Brief. Pull every line containing "usize" out of the material below.

[Recorded information]

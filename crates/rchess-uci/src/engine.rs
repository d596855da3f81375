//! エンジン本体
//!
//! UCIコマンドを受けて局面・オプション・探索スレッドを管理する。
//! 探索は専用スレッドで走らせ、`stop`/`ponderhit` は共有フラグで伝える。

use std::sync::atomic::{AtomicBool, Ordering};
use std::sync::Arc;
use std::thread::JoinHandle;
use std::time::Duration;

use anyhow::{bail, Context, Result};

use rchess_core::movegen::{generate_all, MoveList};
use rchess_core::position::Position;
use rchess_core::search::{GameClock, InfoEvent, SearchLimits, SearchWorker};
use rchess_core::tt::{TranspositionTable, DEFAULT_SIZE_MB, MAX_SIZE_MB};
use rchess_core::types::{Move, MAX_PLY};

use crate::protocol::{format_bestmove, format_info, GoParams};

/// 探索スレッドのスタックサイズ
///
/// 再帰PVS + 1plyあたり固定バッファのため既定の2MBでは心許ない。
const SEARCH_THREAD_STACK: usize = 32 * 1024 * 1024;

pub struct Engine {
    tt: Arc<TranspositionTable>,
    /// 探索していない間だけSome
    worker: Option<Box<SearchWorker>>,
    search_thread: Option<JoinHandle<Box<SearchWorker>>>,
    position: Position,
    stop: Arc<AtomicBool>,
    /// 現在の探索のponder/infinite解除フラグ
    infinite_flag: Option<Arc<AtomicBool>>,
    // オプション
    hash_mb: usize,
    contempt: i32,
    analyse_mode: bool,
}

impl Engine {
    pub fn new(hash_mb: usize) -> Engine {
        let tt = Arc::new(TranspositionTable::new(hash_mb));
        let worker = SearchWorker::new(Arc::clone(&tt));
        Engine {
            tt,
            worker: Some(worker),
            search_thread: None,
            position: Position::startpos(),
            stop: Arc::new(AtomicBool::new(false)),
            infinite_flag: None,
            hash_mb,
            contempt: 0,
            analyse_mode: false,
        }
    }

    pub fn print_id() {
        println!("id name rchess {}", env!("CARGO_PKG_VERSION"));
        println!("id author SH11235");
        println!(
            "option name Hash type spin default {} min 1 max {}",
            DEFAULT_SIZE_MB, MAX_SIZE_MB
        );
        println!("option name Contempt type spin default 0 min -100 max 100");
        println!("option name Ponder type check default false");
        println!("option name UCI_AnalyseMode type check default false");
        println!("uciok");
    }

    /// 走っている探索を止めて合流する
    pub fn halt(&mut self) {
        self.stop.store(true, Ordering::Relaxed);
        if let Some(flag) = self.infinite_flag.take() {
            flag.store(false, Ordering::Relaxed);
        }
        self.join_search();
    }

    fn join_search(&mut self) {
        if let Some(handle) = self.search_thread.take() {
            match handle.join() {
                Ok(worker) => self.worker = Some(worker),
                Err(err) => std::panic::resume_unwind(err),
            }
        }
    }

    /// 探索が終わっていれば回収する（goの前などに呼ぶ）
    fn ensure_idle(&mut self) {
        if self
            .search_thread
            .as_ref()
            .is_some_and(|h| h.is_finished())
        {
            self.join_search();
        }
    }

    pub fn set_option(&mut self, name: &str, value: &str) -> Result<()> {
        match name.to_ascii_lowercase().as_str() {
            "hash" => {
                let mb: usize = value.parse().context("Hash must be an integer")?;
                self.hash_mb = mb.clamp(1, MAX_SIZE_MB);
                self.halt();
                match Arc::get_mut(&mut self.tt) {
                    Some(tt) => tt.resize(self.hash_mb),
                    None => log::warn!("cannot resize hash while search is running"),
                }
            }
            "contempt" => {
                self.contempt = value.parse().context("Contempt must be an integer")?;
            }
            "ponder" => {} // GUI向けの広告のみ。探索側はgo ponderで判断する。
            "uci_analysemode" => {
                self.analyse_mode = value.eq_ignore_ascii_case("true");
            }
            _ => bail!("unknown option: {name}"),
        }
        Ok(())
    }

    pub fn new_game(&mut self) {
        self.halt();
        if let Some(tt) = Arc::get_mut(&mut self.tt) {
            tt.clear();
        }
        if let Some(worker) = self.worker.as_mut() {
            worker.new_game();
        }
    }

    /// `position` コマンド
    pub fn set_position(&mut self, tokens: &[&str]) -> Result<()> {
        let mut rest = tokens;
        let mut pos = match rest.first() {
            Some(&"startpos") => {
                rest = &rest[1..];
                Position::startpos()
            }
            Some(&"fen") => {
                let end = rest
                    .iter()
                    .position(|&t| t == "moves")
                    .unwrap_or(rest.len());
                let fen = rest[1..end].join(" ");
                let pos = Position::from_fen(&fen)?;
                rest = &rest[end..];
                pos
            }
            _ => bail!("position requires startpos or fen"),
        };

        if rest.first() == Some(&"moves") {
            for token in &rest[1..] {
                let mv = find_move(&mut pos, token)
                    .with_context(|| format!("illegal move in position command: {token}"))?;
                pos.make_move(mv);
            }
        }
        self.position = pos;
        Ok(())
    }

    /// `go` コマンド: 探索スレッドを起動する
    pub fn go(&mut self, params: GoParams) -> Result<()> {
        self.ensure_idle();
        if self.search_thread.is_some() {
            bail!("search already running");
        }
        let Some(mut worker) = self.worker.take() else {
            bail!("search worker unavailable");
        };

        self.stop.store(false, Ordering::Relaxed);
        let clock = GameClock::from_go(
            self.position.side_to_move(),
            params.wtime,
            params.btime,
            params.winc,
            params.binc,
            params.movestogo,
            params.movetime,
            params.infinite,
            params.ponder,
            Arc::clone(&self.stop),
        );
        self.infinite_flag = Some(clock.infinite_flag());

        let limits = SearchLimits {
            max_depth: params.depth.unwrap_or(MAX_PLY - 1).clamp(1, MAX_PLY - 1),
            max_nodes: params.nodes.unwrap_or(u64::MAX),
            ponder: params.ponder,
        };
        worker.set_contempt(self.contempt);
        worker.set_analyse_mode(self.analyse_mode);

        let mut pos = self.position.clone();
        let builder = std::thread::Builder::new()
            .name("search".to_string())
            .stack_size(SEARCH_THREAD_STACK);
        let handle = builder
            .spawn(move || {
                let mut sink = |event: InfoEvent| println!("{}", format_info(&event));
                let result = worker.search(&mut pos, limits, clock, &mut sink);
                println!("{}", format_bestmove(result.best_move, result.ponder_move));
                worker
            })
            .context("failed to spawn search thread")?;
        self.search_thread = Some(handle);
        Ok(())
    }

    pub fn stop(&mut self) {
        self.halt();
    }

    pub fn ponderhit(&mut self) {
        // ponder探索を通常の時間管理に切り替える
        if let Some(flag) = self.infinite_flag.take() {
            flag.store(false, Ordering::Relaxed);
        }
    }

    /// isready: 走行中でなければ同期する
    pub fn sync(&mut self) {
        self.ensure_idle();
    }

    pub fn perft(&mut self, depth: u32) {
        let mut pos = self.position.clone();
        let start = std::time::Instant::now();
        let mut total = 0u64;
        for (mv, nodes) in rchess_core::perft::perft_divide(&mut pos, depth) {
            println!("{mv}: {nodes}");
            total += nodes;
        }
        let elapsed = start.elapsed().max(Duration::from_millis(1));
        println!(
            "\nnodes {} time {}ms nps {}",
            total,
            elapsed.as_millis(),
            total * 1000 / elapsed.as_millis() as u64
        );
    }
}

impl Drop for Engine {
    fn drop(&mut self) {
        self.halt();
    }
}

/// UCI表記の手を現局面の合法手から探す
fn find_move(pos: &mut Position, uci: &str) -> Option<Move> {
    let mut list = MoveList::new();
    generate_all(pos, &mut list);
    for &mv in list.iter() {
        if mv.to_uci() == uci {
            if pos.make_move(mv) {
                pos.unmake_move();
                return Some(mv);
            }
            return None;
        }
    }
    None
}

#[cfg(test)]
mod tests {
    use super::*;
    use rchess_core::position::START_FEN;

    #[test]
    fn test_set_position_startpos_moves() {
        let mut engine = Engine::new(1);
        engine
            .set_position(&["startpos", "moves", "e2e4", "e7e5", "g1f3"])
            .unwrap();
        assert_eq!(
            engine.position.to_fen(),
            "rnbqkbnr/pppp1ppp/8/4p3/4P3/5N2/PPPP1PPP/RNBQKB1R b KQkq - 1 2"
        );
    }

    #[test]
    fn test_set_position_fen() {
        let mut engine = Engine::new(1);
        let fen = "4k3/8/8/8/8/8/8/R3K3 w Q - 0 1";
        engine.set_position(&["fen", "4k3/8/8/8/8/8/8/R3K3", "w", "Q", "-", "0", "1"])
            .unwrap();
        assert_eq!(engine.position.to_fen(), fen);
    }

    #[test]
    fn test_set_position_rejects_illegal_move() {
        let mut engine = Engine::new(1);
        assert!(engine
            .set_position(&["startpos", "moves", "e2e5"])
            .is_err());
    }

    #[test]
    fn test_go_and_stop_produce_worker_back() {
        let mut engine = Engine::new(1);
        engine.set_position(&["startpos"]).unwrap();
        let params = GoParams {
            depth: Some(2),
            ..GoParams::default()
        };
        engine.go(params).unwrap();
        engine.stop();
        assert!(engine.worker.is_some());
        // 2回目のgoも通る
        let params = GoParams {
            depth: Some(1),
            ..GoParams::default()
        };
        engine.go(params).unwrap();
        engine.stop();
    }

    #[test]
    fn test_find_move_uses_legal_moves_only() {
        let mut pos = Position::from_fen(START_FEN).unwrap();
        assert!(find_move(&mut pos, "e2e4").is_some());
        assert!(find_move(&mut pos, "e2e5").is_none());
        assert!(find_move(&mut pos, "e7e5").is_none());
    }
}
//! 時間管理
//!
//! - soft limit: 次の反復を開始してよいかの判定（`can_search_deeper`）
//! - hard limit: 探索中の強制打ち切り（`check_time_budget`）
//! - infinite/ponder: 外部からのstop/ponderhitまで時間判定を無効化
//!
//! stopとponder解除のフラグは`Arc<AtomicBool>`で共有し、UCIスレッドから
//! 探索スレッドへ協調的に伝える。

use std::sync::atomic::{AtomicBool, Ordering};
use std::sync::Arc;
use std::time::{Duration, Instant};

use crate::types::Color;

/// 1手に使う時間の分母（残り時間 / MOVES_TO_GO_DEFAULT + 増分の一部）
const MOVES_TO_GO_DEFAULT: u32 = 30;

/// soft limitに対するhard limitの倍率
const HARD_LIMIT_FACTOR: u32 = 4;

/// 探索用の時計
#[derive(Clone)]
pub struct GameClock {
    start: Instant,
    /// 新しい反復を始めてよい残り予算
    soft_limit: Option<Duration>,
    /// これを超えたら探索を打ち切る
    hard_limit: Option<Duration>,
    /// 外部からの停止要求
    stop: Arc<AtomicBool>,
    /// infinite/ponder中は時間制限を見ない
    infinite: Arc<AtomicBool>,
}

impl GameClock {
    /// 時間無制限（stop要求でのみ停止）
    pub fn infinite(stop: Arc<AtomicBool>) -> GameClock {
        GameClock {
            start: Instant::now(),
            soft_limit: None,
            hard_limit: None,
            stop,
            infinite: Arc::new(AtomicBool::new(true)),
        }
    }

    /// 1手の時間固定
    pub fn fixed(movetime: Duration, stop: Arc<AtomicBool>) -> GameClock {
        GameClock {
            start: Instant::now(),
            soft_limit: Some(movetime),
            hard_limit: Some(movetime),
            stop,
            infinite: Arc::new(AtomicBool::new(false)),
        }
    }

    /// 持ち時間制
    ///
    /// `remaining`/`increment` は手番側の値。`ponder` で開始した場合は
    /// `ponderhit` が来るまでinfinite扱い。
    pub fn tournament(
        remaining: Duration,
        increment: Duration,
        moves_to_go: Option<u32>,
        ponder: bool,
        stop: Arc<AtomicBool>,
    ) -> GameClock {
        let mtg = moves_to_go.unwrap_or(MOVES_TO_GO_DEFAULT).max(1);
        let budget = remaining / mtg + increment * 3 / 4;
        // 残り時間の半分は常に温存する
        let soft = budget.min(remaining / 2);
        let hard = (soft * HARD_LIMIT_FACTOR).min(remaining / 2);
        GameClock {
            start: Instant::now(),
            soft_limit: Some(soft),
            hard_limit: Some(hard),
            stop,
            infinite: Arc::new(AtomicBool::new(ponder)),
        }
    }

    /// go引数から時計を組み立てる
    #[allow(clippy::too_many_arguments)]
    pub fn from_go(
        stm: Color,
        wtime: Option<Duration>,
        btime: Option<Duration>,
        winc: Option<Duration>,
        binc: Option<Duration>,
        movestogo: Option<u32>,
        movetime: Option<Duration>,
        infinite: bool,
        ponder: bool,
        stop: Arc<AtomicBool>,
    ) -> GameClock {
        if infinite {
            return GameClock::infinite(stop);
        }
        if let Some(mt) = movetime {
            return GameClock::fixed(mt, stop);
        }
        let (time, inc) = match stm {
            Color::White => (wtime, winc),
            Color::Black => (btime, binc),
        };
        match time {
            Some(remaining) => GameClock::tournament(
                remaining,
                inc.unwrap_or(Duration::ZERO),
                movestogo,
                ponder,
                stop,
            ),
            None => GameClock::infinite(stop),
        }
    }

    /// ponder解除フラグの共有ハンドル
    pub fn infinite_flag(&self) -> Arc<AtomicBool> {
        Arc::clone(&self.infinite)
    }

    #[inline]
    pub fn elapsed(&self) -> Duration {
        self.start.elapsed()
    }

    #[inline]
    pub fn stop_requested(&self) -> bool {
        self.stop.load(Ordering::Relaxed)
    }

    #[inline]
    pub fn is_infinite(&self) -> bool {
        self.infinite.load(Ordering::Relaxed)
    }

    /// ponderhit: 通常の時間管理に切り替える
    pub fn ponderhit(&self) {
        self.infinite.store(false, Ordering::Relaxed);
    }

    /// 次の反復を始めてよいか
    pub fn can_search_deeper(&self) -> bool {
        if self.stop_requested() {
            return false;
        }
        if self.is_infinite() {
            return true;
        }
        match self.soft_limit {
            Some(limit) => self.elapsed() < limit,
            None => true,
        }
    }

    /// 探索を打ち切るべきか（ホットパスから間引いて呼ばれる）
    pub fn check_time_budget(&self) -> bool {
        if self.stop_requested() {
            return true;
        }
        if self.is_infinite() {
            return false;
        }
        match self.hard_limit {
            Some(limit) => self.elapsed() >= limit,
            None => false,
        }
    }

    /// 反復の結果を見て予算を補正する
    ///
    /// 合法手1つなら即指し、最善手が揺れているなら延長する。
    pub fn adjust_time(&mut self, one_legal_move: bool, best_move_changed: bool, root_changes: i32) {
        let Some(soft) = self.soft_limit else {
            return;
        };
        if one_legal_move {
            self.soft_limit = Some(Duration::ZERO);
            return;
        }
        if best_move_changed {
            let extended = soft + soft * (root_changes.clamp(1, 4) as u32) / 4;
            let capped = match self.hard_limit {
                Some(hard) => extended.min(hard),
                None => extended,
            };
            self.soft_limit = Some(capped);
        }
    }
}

[/Recorded information]

Reply.
const SEARCH_THREAD_STACK: usize = 32 * 1024 * 1024;
    hash_mb: usize,
    pub fn new(hash_mb: usize) -> Engine {
                let mb: usize = value.parse().context("Hash must be an integer")?;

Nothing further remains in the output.